■ WORK TO BE COMPLETED ■
The number of lines holding the string "AppConfig" is all that is wanted; count them in the records below.

■ INPUT RECORDS ■
use lignum_paint::config::CONFIG_FILE_NAME;
use lignum_paint::{AppConfig, Application, InputEvent, Outcome, Rgba};
use log::{error, info};
use macroquad::miniquad::window::{order_quit, set_mouse_cursor};
use macroquad::miniquad::CursorIcon;
use macroquad::prelude::*;
use std::path::PathBuf;
#[cfg(target_os = "linux")]
use std::sync::mpsc;

const MARGIN: f32 = 16.0;
const SWATCH_SIZE: f32 = 32.0;
const SWATCH_GAP: f32 = 6.0;
const WINDOW_BACKGROUND: Color = Color::new(0.192, 0.196, 0.204, 1.0);

fn config_path() -> PathBuf {
    std::env::args_os()
        .nth(1)
        .map(PathBuf::from)
        .unwrap_or_else(|| PathBuf::from(CONFIG_FILE_NAME))
}

fn window_conf() -> Conf {
    let config = AppConfig::load(config_path()).unwrap_or_default();
    Conf {
        window_title: "Lignum Paint".to_owned(),
        window_width: config.canvas_width.saturating_add(2 * MARGIN as i32),
        window_height: config
            .canvas_height
            .saturating_add(3 * MARGIN as i32 + SWATCH_SIZE as i32),
        window_resizable: false,
        ..Default::default()
    }
}

fn to_mq(color: Rgba) -> Color {
    Color::from_rgba(color.r, color.g, color.b, color.a)
}

fn swatch_origin(index: usize, canvas_height: f32) -> Vec2 {
    vec2(
        MARGIN + index as f32 * (SWATCH_SIZE + SWATCH_GAP),
        2.0 * MARGIN + canvas_height,
    )
}

fn swatch_at(pos: Vec2, count: usize, canvas_height: f32) -> Option<usize> {
    (0..count).find(|&i| {
        let center = swatch_origin(i, canvas_height) + Vec2::splat(SWATCH_SIZE / 2.0);
        pos.distance(center) <= SWATCH_SIZE / 2.0
    })
}

#[cfg(target_os = "linux")]
fn spawn_stylus(config: &AppConfig) -> Option<mpsc::Receiver<lignum_paint::stylus::StylusEvent>> {
    let device = config.stylus_device.clone()?;
    let (sender, receiver) = mpsc::channel();
    lignum_paint::stylus::read_input(device, sender);
    Some(receiver)
}

async fn run() -> anyhow::Result<()> {
    let path = config_path();
    let config = AppConfig::load(&path)?;
    let mut app = Application::new(&config)?;

    #[cfg(target_os = "linux")]
    let stylus = spawn_stylus(&config);

    let (width, height) = {
        let surface = app.window().surface();
        (surface.width(), surface.height())
    };
    let canvas_origin = vec2(MARGIN, MARGIN);
    let texture = Texture2D::from_rgba8(
        u16::try_from(width)?,
        u16::try_from(height)?,
        app.window().surface().snapshot().pixels,
    );
    texture.set_filter(FilterMode::Nearest);

    prevent_quit();
    let mut last_pos: Option<(i32, i32)> = None;

    loop {
        if is_quit_requested() {
            break;
        }

        let screen_pos = Vec2::from(mouse_position());
        let local = screen_pos - canvas_origin;
        let canvas_pos = (local.x.floor() as i32, local.y.floor() as i32);
        let over_canvas = local.x >= 0.0
            && local.y >= 0.0
            && local.x < width as f32
            && local.y < height as f32;
        let mut events = Vec::new();

        if is_mouse_button_pressed(MouseButton::Left) {
            let palette_len = app.window().palette().len();
            if let Some(index) = swatch_at(screen_pos, palette_len, height as f32) {
                app.window_mut().select_swatch(index)?;
            } else if over_canvas {
                events.push(InputEvent::PointerDown {
                    x: canvas_pos.0,
                    y: canvas_pos.1,
                });
            }
        }

        #[cfg(target_os = "linux")]
        {
            if let Some(receiver) = &stylus {
                while let Ok(lignum_paint::stylus::StylusEvent::Contact(touching)) = receiver.try_recv() {
                    if touching && over_canvas {
                        events.push(InputEvent::PointerDown {
                            x: canvas_pos.0,
                            y: canvas_pos.1,
                        });
                    } else if !touching {
                        events.push(InputEvent::PointerUp);
                    }
                }
            }
        }

        if app.window().history().is_drawing() && last_pos != Some(canvas_pos) {
            events.push(InputEvent::PointerMove {
                x: canvas_pos.0,
                y: canvas_pos.1,
            });
        }
        last_pos = Some(canvas_pos);

        if is_mouse_button_released(MouseButton::Left) {
            events.push(InputEvent::PointerUp);
        }

        while let Some(c) = get_char_pressed() {
            events.push(InputEvent::KeyPress(c.to_ascii_uppercase() as u32));
        }

        for event in events {
            if let outcome @ (Outcome::Undone | Outcome::Redone) = app.dispatch(event) {
                info!("{outcome:?}");
            }
        }

        if app.window_mut().take_damage().is_some() {
            texture.update_from_bytes(width, height, app.window().surface().snapshot().pixels);
        }

        set_mouse_cursor(if over_canvas {
            CursorIcon::Crosshair
        } else {
            CursorIcon::Default
        });

        clear_background(WINDOW_BACKGROUND);
        draw_texture(&texture, canvas_origin.x, canvas_origin.y, WHITE);

        let selected = app.window().selected_color();
        for (i, color) in app.window().palette().iter().enumerate() {
            let center = swatch_origin(i, height as f32) + Vec2::splat(SWATCH_SIZE / 2.0);
            draw_circle(center.x, center.y, SWATCH_SIZE / 2.0 - 1.0, to_mq(*color));
            if *color == selected {
                draw_circle_lines(center.x, center.y, SWATCH_SIZE / 2.0, 2.0, WHITE);
            }
        }

        next_frame().await;
    }

    app.shutdown();
    Ok(())
}

#[macroquad::main(window_conf)]
async fn main() {
    env_logger::Builder::from_env(env_logger::Env::default().default_filter_or("info")).init();

    if let Err(e) = run().await {
        error!("{e:#}");
    }
    order_quit();
}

■ WRITTEN RESPONSE ■
4